### WHAT YOU SHOULD DO
Word for word, please restate the lines from the beginning of the data through the line in which "#[derive(Debug, Clone, Copy, PartialEq, Eq, thiserror::Error)]" appears.

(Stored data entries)

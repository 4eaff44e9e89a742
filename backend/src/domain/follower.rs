//! Directed follow relationship between two users.

use super::user::{DisplayName, UserId};

/// Returned when a user tries to follow themselves.
#[derive(Debug, Clone, Copy, PartialEq, Eq, thiserror::Error)]
#[error("You can't follow yourself")]
pub struct SelfFollowError;

/// Edge meaning "`follower_id` follows `user_id`".
///
/// ## Invariants
/// - `follower_id != user_id`; enforced by [`FollowerEdge::new`].
#[derive(Debug, Clone, Copy, PartialEq, Eq, Hash)]
pub struct FollowerEdge {
    user_id: UserId,
    follower_id: UserId,
}

impl FollowerEdge {
    /// Build an edge from the followed user and the follower.
    ///
    /// # Examples
    /// ```
    /// use social_backend::domain::{FollowerEdge, UserId};
    ///
    /// let user = UserId::random();
    /// let follower = UserId::random();
    /// let edge = FollowerEdge::new(user, follower).expect("distinct users");
    /// assert_eq!(edge.user_id(), &user);
    /// assert!(FollowerEdge::new(user, user).is_err());
    /// ```
    pub fn new(user_id: UserId, follower_id: UserId) -> Result<Self, SelfFollowError> {
        if user_id == follower_id {
            return Err(SelfFollowError);
        }
        Ok(Self {
            user_id,
            follower_id,
        })
    }

    /// The user being followed.
    pub fn user_id(&self) -> &UserId {
        &self.user_id
    }

    /// The user doing the following.
    pub fn follower_id(&self) -> &UserId {
        &self.follower_id
    }

    /// Whether `id` is either endpoint.
    pub fn touches(&self, id: &UserId) -> bool {
        &self.user_id == id || &self.follower_id == id
    }
}

/// Follower entry reported when listing a user's followers.
#[derive(Debug, Clone, PartialEq, Eq)]
pub struct FollowerSummary {
    pub follower_id: UserId,
    pub display_name: DisplayName,
}
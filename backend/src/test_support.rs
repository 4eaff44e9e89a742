//! Shared test doubles for unit tests.

use std::sync::{Mutex, MutexGuard};

use chrono::{DateTime, Local, TimeDelta, TimeZone, Utc};
use mockable::Clock;

/// Fixed starting instant used across service tests.
pub fn fixture_timestamp() -> DateTime<Utc> {
    Utc.with_ymd_and_hms(2024, 3, 14, 9, 0, 0)
        .single()
        .expect("valid fixture timestamp")
}

/// Clock whose time only moves when a test advances it.
pub struct MutableClock(Mutex<DateTime<Utc>>);

impl MutableClock {
    pub fn new(now: DateTime<Utc>) -> Self {
        Self(Mutex::new(now))
    }

    pub fn advance_seconds(&self, seconds: i64) {
        *self.lock_clock() += TimeDelta::seconds(seconds);
    }

    fn lock_clock(&self) -> MutexGuard<'_, DateTime<Utc>> {
        self.0.lock().expect("clock mutex")
    }
}

impl Default for MutableClock {
    fn default() -> Self {
        Self::new(fixture_timestamp())
    }
}

impl Clock for MutableClock {
    fn local(&self) -> DateTime<Local> {
        self.utc().with_timezone(&Local)
    }

    fn utc(&self) -> DateTime<Utc> {
        *self.lock_clock()
    }
}
//! Wire the domain services over a concrete store.
//!
//! All three services share the same repository handles, so a user deleted
//! through the directory disappears from the follower graph and post store in
//! the same operation.

use std::sync::Arc;

use mockable::{Clock, DefaultClock};

use crate::domain::ports::{
    FollowerGraph, FollowerRepository, PostRepository, PostStore, UserDirectory, UserRepository,
};
use crate::domain::{
    FollowerGraphService, PostStoreService, UserDirectoryService, VisibilityAuthorizer,
};
use crate::inbound::http::state::HttpState;
use crate::outbound::memory::InMemorySocialStore;
use crate::outbound::persistence::{
    DbPool, DieselFollowerRepository, DieselPostRepository, DieselUserRepository,
};

use super::ServerConfig;

/// Compose the driving ports from repository adapters.
pub fn build_http_state<U, F, P>(
    users: Arc<U>,
    followers: Arc<F>,
    posts: Arc<P>,
    clock: Arc<dyn Clock>,
) -> HttpState
where
    U: UserRepository + 'static,
    F: FollowerRepository + 'static,
    P: PostRepository + 'static,
{
    let directory: Arc<dyn UserDirectory> =
        Arc::new(UserDirectoryService::new(Arc::clone(&users), Arc::clone(&clock)));
    let graph: Arc<dyn FollowerGraph> =
        Arc::new(FollowerGraphService::new(Arc::clone(&users), followers));
    let store: Arc<dyn PostStore> = Arc::new(PostStoreService::new(users, posts, clock));
    let visible_posts = Arc::new(VisibilityAuthorizer::new(
        Arc::clone(&directory),
        Arc::clone(&graph),
        Arc::clone(&store),
    ));
    HttpState::new(directory, graph, store, visible_posts)
}

/// Services over a fresh in-memory store.
pub fn in_memory_http_state(clock: Arc<dyn Clock>) -> HttpState {
    let store = Arc::new(InMemorySocialStore::new());
    build_http_state(Arc::clone(&store), Arc::clone(&store), store, clock)
}

/// Services over the PostgreSQL adapters.
pub fn diesel_http_state(pool: &DbPool, clock: Arc<dyn Clock>) -> HttpState {
    build_http_state(
        Arc::new(DieselUserRepository::new(pool.clone())),
        Arc::new(DieselFollowerRepository::new(pool.clone())),
        Arc::new(DieselPostRepository::new(pool.clone())),
        clock,
    )
}

pub(crate) fn http_state_for(config: &ServerConfig) -> HttpState {
    let clock: Arc<dyn Clock> = Arc::new(DefaultClock);
    match &config.db_pool {
        Some(pool) => diesel_http_state(pool, clock),
        None => in_memory_http_state(clock),
    }
}
//! Correlation identifier carried by every request.
//!
//! The [`Trace`](crate::middleware::Trace) middleware opens a task-local scope
//! per request; anything running inside that scope (handlers, services, error
//! constructors) can read the identifier through [`TraceId::current`].
//!
//! Task-locals do not follow `tokio::spawn`. Wrap spawned work in
//! [`TraceId::scope`] to keep the identifier attached.

use std::fmt;
use std::future::Future;
use std::str::FromStr;

use tokio::task_local;
use uuid::Uuid;

/// Response header echoing the request trace identifier.
pub const TRACE_ID_HEADER: &str = "trace-id";

task_local! {
    static TRACE_ID: TraceId;
}

/// Per-request trace identifier.
///
/// # Examples
/// ```
/// use social_backend::domain::TraceId;
///
/// # tokio::runtime::Runtime::new().unwrap().block_on(async {
/// let id: TraceId = "00000000-0000-0000-0000-000000000000".parse().expect("uuid");
/// let seen = TraceId::scope(id, async { TraceId::current() }).await;
/// assert_eq!(seen, Some(id));
/// # });
/// ```
#[derive(Debug, Clone, Copy, PartialEq, Eq, Hash)]
pub struct TraceId(Uuid);

impl TraceId {
    /// Generate a fresh random identifier.
    #[must_use]
    pub fn generate() -> Self {
        Self(Uuid::new_v4())
    }

    /// Identifier of the enclosing request, if any.
    #[must_use]
    pub fn current() -> Option<Self> {
        TRACE_ID.try_with(|id| *id).ok()
    }

    /// Run `fut` with `trace_id` in scope.
    pub async fn scope<Fut>(trace_id: TraceId, fut: Fut) -> Fut::Output
    where
        Fut: Future,
    {
        TRACE_ID.scope(trace_id, fut).await
    }
}

impl fmt::Display for TraceId {
    fn fmt(&self, f: &mut fmt::Formatter<'_>) -> fmt::Result {
        self.0.fmt(f)
    }
}

impl FromStr for TraceId {
    type Err = uuid::Error;

    fn from_str(s: &str) -> Result<Self, Self::Err> {
        Uuid::parse_str(s).map(Self)
    }
}
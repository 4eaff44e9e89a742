//! Helper macro for declaring repository port error enums.

/// Declare a port error enum with a `thiserror` message per variant and a
/// snake_case constructor for each variant.
///
/// Struct variants get constructors taking `impl Into<T>` per field; unit
/// variants get zero-argument constructors.
macro_rules! define_port_error {
    (
        $(#[$outer:meta])*
        pub enum $name:ident {
            $(
                $(#[$variant_meta:meta])*
                $variant:ident $( { $($field:ident : $ty:ty),* $(,)? } )? => $message:literal
            ),* $(,)?
        }
    ) => {
        $(#[$outer])*
        #[derive(Debug, Clone, PartialEq, Eq, thiserror::Error)]
        pub enum $name {
            $(
                $(#[$variant_meta])*
                #[error($message)]
                $variant $( { $($field: $ty),* } )?,
            )*
        }

        impl $name {
            $(
                ::paste::paste! {
                    #[doc = "Build a `" $variant "` error."]
                    pub fn [<$variant:snake>]($($($field: impl Into<$ty>),*)?) -> Self {
                        Self::$variant $( { $($field: $field.into()),* } )?
                    }
                }
            )*
        }
    };
}

pub(crate) use define_port_error;

#[cfg(test)]
mod tests {
    define_port_error! {
        pub enum SamplePortError {
            Connection { message: String } => "connection failed: {message}",
            Gone => "record vanished",
            Limited { message: String, retries: u8 } => "{message} after {retries} retries",
        }
    }

    #[test]
    fn string_fields_accept_str() {
        let err = SamplePortError::connection("refused");
        assert_eq!(err.to_string(), "connection failed: refused");
    }

    #[test]
    fn unit_variants_take_no_arguments() {
        assert_eq!(SamplePortError::gone(), SamplePortError::Gone);
        assert_eq!(SamplePortError::gone().to_string(), "record vanished");
    }

    #[test]
    fn mixed_fields_keep_their_types() {
        let err = SamplePortError::limited("busy", 3_u8);
        assert_eq!(err.to_string(), "busy after 3 retries");
    }
}
//! In-process store implementing every repository port.
//!
//! All state sits behind one mutex and every port method holds it for its
//! whole body, so each mutation (the delete cascade included) is a single
//! atomic unit and reads always observe completed writes.

use std::collections::{HashMap, HashSet};
use std::sync::{Mutex, MutexGuard};

use async_trait::async_trait;
use tracing::debug;

use crate::domain::ports::{
    FollowerPersistenceError, FollowerRepository, PostPersistenceError, PostRepository,
    UserPersistenceError, UserRepository,
};
use crate::domain::{FollowerEdge, FollowerSummary, Post, User, UserId, sort_newest_first};

#[derive(Debug, Default)]
struct StoreState {
    users: HashMap<UserId, User>,
    /// User ids in insertion order.
    user_order: Vec<UserId>,
    /// Edges in creation order.
    edges: Vec<FollowerEdge>,
    edge_index: HashSet<FollowerEdge>,
    /// Posts in insertion order.
    posts: Vec<Post>,
}

impl StoreState {
    fn remove_user(&mut self, id: &UserId) -> bool {
        if self.users.remove(id).is_none() {
            return false;
        }
        let edges_before = self.edges.len();
        self.edges.retain(|edge| !edge.touches(id));
        self.edge_index.retain(|edge| !edge.touches(id));
        let posts_before = self.posts.len();
        self.posts.retain(|post| post.author_id() != id);
        self.user_order.retain(|candidate| candidate != id);
        debug!(
            user_id = %id,
            edges_removed = edges_before - self.edges.len(),
            posts_removed = posts_before - self.posts.len(),
            "cascade delete applied"
        );
        true
    }
}

/// Shared in-memory social graph store.
///
/// Wrap it in an `Arc` and hand the same instance to every service.
#[derive(Debug, Default)]
pub struct InMemorySocialStore {
    state: Mutex<StoreState>,
}

/// Returned when a previous holder of the store lock panicked.
struct Poisoned;

impl InMemorySocialStore {
    /// Create an empty store.
    pub fn new() -> Self {
        Self::default()
    }

    fn lock(&self) -> Result<MutexGuard<'_, StoreState>, Poisoned> {
        self.state.lock().map_err(|_| Poisoned)
    }
}

const POISONED: &str = "in-memory store lock poisoned";

impl From<Poisoned> for UserPersistenceError {
    fn from(_: Poisoned) -> Self {
        Self::query(POISONED)
    }
}

impl From<Poisoned> for FollowerPersistenceError {
    fn from(_: Poisoned) -> Self {
        Self::query(POISONED)
    }
}

impl From<Poisoned> for PostPersistenceError {
    fn from(_: Poisoned) -> Self {
        Self::query(POISONED)
    }
}

#[async_trait]
impl UserRepository for InMemorySocialStore {
    async fn insert(&self, user: &User) -> Result<(), UserPersistenceError> {
        let mut state = self.lock()?;
        if state.users.insert(*user.id(), user.clone()).is_some() {
            return Err(UserPersistenceError::query(format!(
                "user {} already exists",
                user.id()
            )));
        }
        state.user_order.push(*user.id());
        Ok(())
    }

    async fn update(&self, user: &User) -> Result<bool, UserPersistenceError> {
        let mut state = self.lock()?;
        match state.users.get_mut(user.id()) {
            Some(existing) => {
                *existing = user.clone();
                Ok(true)
            }
            None => Ok(false),
        }
    }

    async fn find_by_id(&self, id: &UserId) -> Result<Option<User>, UserPersistenceError> {
        Ok(self.lock()?.users.get(id).cloned())
    }

    async fn list_all(&self) -> Result<Vec<User>, UserPersistenceError> {
        let state = self.lock()?;
        Ok(state
            .user_order
            .iter()
            .filter_map(|id| state.users.get(id).cloned())
            .collect())
    }

    async fn delete_cascade(&self, id: &UserId) -> Result<bool, UserPersistenceError> {
        Ok(self.lock()?.remove_user(id))
    }
}

#[async_trait]
impl FollowerRepository for InMemorySocialStore {
    async fn insert_if_absent(
        &self,
        edge: &FollowerEdge,
    ) -> Result<bool, FollowerPersistenceError> {
        let mut state = self.lock()?;
        if !state.users.contains_key(edge.user_id())
            || !state.users.contains_key(edge.follower_id())
        {
            return Err(FollowerPersistenceError::missing_endpoint());
        }
        if !state.edge_index.insert(*edge) {
            return Ok(false);
        }
        state.edges.push(*edge);
        Ok(true)
    }

    async fn remove(
        &self,
        user_id: &UserId,
        follower_id: &UserId,
    ) -> Result<bool, FollowerPersistenceError> {
        let Ok(edge) = FollowerEdge::new(*user_id, *follower_id) else {
            // Self edges are never stored.
            return Ok(false);
        };
        let mut state = self.lock()?;
        if !state.edge_index.remove(&edge) {
            return Ok(false);
        }
        state.edges.retain(|candidate| candidate != &edge);
        Ok(true)
    }

    async fn exists(
        &self,
        user_id: &UserId,
        follower_id: &UserId,
    ) -> Result<bool, FollowerPersistenceError> {
        let Ok(edge) = FollowerEdge::new(*user_id, *follower_id) else {
            return Ok(false);
        };
        Ok(self.lock()?.edge_index.contains(&edge))
    }

    async fn followers_of(
        &self,
        user_id: &UserId,
    ) -> Result<Vec<FollowerSummary>, FollowerPersistenceError> {
        let state = self.lock()?;
        state
            .edges
            .iter()
            .filter(|edge| edge.user_id() == user_id)
            .map(|edge| {
                state
                    .users
                    .get(edge.follower_id())
                    .map(|follower| FollowerSummary {
                        follower_id: *follower.id(),
                        display_name: follower.display_name().clone(),
                    })
                    .ok_or_else(|| {
                        FollowerPersistenceError::query(format!(
                            "orphaned edge from {}",
                            edge.follower_id()
                        ))
                    })
            })
            .collect()
    }
}

#[async_trait]
impl PostRepository for InMemorySocialStore {
    async fn insert(&self, post: &Post) -> Result<(), PostPersistenceError> {
        let mut state = self.lock()?;
        if !state.users.contains_key(post.author_id()) {
            return Err(PostPersistenceError::missing_author());
        }
        state.posts.push(post.clone());
        Ok(())
    }

    async fn list_by_author(&self, author_id: &UserId) -> Result<Vec<Post>, PostPersistenceError> {
        let state = self.lock()?;
        // Newest insert first, so the stable sort leaves same-instant posts in
        // reverse insertion order.
        let mut posts: Vec<Post> = state
            .posts
            .iter()
            .rev()
            .filter(|post| post.author_id() == author_id)
            .cloned()
            .collect();
        sort_newest_first(&mut posts);
        Ok(posts)
    }
}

### ANSWER SPACE
repository 4eaff44e9e89a742
filename backend/src/domain/follower.rs
//! Directed follow relationship between two users.

use super::user::{DisplayName, UserId};

/// Returned when a user tries to follow themselves.
#[derive(Debug, Clone, Copy, PartialEq, Eq, thiserror::Error)]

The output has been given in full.